## Activity:
Your answer should be the lines below from the one holding "current status again" through the one holding "(Some(_), None) if", copied exactly and with nothing else.

## Information given:
********
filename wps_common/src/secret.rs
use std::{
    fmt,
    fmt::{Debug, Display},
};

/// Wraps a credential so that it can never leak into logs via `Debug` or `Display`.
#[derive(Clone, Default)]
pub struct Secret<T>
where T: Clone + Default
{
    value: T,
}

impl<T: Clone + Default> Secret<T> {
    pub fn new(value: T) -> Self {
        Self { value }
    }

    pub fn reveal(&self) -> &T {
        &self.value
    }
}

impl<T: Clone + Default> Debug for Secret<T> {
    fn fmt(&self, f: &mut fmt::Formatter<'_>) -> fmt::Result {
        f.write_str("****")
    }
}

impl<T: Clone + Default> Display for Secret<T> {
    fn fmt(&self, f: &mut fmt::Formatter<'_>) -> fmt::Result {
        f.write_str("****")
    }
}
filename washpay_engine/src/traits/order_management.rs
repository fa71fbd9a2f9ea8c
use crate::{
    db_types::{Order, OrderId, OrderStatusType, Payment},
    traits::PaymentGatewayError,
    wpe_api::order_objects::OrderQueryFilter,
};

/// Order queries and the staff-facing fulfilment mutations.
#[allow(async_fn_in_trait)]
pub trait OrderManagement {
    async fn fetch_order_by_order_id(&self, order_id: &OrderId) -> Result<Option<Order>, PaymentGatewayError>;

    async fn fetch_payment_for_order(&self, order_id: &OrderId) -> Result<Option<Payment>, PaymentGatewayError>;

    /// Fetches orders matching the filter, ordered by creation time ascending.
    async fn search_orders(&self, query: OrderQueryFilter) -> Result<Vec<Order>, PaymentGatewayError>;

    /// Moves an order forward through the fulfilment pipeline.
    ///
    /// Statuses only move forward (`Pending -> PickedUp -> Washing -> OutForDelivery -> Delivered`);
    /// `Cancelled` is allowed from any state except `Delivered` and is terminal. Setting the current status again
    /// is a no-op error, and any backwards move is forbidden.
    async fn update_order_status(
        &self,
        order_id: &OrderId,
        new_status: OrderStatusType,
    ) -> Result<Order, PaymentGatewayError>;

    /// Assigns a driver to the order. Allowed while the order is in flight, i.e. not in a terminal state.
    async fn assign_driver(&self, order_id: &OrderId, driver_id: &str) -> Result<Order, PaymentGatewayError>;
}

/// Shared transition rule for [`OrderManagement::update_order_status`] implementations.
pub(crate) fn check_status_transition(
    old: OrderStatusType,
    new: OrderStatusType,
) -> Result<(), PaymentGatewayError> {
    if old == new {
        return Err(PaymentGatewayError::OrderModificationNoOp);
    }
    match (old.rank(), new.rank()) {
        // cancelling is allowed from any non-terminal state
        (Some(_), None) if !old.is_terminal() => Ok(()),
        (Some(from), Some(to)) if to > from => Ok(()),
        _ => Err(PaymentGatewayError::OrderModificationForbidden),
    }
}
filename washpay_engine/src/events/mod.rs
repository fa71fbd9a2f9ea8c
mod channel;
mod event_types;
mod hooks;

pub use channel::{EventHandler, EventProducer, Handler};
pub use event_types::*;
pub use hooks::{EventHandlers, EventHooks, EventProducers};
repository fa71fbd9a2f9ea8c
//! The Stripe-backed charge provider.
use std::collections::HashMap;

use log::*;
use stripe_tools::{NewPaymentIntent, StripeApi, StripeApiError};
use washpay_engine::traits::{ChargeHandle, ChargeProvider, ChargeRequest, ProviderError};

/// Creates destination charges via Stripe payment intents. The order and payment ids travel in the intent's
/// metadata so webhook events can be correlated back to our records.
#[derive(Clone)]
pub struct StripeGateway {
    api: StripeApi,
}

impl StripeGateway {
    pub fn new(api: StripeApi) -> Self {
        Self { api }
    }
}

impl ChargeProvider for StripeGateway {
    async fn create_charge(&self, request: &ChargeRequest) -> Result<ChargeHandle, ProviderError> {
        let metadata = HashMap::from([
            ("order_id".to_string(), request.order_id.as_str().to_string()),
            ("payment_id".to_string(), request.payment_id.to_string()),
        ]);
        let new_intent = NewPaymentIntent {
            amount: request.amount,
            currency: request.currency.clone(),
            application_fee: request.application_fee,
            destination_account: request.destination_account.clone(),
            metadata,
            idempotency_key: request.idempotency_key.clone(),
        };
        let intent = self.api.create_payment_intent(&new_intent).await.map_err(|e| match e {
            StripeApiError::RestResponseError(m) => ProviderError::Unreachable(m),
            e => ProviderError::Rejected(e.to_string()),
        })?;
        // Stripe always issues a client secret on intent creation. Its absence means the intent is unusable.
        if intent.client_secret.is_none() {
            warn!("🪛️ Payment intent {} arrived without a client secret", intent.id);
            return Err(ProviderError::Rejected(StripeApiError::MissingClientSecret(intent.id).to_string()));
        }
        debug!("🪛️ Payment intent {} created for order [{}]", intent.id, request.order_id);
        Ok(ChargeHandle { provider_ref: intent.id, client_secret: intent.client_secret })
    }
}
********
## Answer to this problem:
    /// `Cancelled` is allowed from any state except `Delivered` and is terminal. Setting the current status again
    /// is a no-op error, and any backwards move is forbidden.
    async fn update_order_status(
        &self,
        order_id: &OrderId,
        new_status: OrderStatusType,
    ) -> Result<Order, PaymentGatewayError>;

    /// Assigns a driver to the order. Allowed while the order is in flight, i.e. not in a terminal state.
    async fn assign_driver(&self, order_id: &OrderId, driver_id: &str) -> Result<Order, PaymentGatewayError>;
}

/// Shared transition rule for [`OrderManagement::update_order_status`] implementations.
pub(crate) fn check_status_transition(
    old: OrderStatusType,
    new: OrderStatusType,
) -> Result<(), PaymentGatewayError> {
    if old == new {
        return Err(PaymentGatewayError::OrderModificationNoOp);
    }
    match (old.rank(), new.rank()) {
        // cancelling is allowed from any non-terminal state
        (Some(_), None) if !old.is_terminal() => Ok(()),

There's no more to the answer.